Joined: Mar 28, 2002
Posts: 14
The subject line is the best I could do to describe something that caught me out in the first series of self-tests, question 3 in the SCJP Sierra/Bates book.

Given:


So you have the same method called with two different method signatures.
The test question is:
Which, inserted independently at line 6, will compile? (Choose all that apply.)
A. static void doStuff(int... doArgs) { }
B. static void doStuff(int[] doArgs) { }
C. static void doStuff(int doArgs...) { }
D. static void doStuff(int... doArgs, int y) { }
E. static void doStuff(int x, int... doArgs) { }

I answered A as the only correct answer and was surprised to find that E also is correct! The reason I didn't pick E was in the first case, doStuff(1), would not compile because it would be missing the varargs argument (there is only one argument, 1, after all). Surprisingly, though, not only does the code compile but it runs.

Can someone enlighten me why doStuff(1) (w/one argument) will compile and run with E which requires two arguments?
Stephan van Hulst
Bartender

Joined: Sep 20, 2010
Posts: 3647
    
  17

A vararg parameter can take any amount of arguments, even zero.
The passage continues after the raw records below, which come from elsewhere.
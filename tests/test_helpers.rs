// SPDX-License-Identifier: MIT OR Apache-2.0

//! Test utilities and mock implementations for testing.
//!
//! This module provides a mock environment that records every lookup, used to
//! check how resolvers read the environment.

use envschema::prelude::*;
use std::collections::HashMap;
use std::sync::Mutex;

/// A mock environment that records the keys it was asked for.
#[derive(Debug, Default)]
pub struct RecordingEnv {
    values: HashMap<String, String>,
    lookups: Mutex<Vec<String>>,
}

impl RecordingEnv {
    /// Creates an empty recording environment.
    pub fn new() -> Self {
        Self::default()
    }

    /// Adds a value to the mock environment.
    pub fn with_value(mut self, key: impl Into<String>, value: impl Into<String>) -> Self {
        self.values.insert(key.into(), value.into());
        self
    }

    /// Returns the keys looked up so far, in order.
    pub fn lookups(&self) -> Vec<String> {
        self.lookups.lock().unwrap().clone()
    }
}

impl Environment for RecordingEnv {
    fn name(&self) -> &str {
        "recording"
    }

    fn lookup(&self, key: &str) -> Option<String> {
        self.lookups.lock().unwrap().push(key.to_string());
        self.values.get(key).cloned()
    }
}

/// The schema used by the end-to-end scenarios.
pub fn app_schema() -> Schema {
    Schema::new()
        .field("DB_URL", PrimitiveType::String)
        .field("PORT", PrimitiveType::Number)
        .field("DEBUG", PrimitiveType::Boolean)
}

#[test]
fn test_require_reads_each_key_once_in_schema_order() {
    let resolver = EnvResolver::new(
        RecordingEnv::new()
            .with_value("DB_URL", "postgres://x")
            .with_value("PORT", "5432")
            .with_value("DEBUG", "true"),
    );

    resolver.require(&app_schema()).unwrap();
    assert_eq!(
        resolver.environment().lookups(),
        vec!["DB_URL", "PORT", "DEBUG"]
    );
}

#[test]
fn test_require_keeps_reading_after_missing_key() {
    let resolver = EnvResolver::new(RecordingEnv::new().with_value("DEBUG", "false"));

    let err = resolver.require(&app_schema()).unwrap_err();
    assert!(matches!(err, EnvError::MissingKeys { .. }));
    assert_eq!(resolver.environment().lookups().len(), 3);
}

#[test]
fn test_require_stops_at_malformed_value() {
    let resolver = EnvResolver::new(
        RecordingEnv::new()
            .with_value("DB_URL", "postgres://x")
            .with_value("PORT", "eighty")
            .with_value("DEBUG", "true"),
    );

    assert!(resolver.require(&app_schema()).is_err());
    assert_eq!(resolver.environment().lookups(), vec!["DB_URL", "PORT"]);
}

#[test]
fn test_validate_enum_with_value_does_not_read_environment() {
    let resolver = EnvResolver::new(RecordingEnv::new());

    resolver
        .validate_enum("LOG_LEVEL", &["info", "warn"], Some("info"))
        .unwrap();
    assert!(resolver.environment().lookups().is_empty());
}

#[test]
fn test_with_defaults_reads_every_key() {
    let resolver = EnvResolver::new(RecordingEnv::new().with_value("DEBUG", "true"));
    let schema = DefaultingSchema::new()
        .field("PORT", 3000)
        .field("DEBUG", false);

    let config = resolver.with_defaults(&schema).unwrap();
    assert_eq!(config.get_bool("DEBUG"), Some(true));
    assert_eq!(resolver.environment().lookups(), vec!["PORT", "DEBUG"]);
}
Not only does the method foo(int... values) allow the method call foo(1), it will even allow the method call foo(), in which case values will hold an empty array.
Paul Clapham
Bartender

Joined: Oct 14, 2005
Posts: 18650
    
    8

There's a general high-level rule related to the design of the Java language, which can be stated roughly as "We don't need no stinkin' special cases".

So in this case that rule says "There can be any number of parameters for a vararg. Does that mean any number higher than 1? No, that would make 0 and 1 be special cases. We don't need that. Just any number."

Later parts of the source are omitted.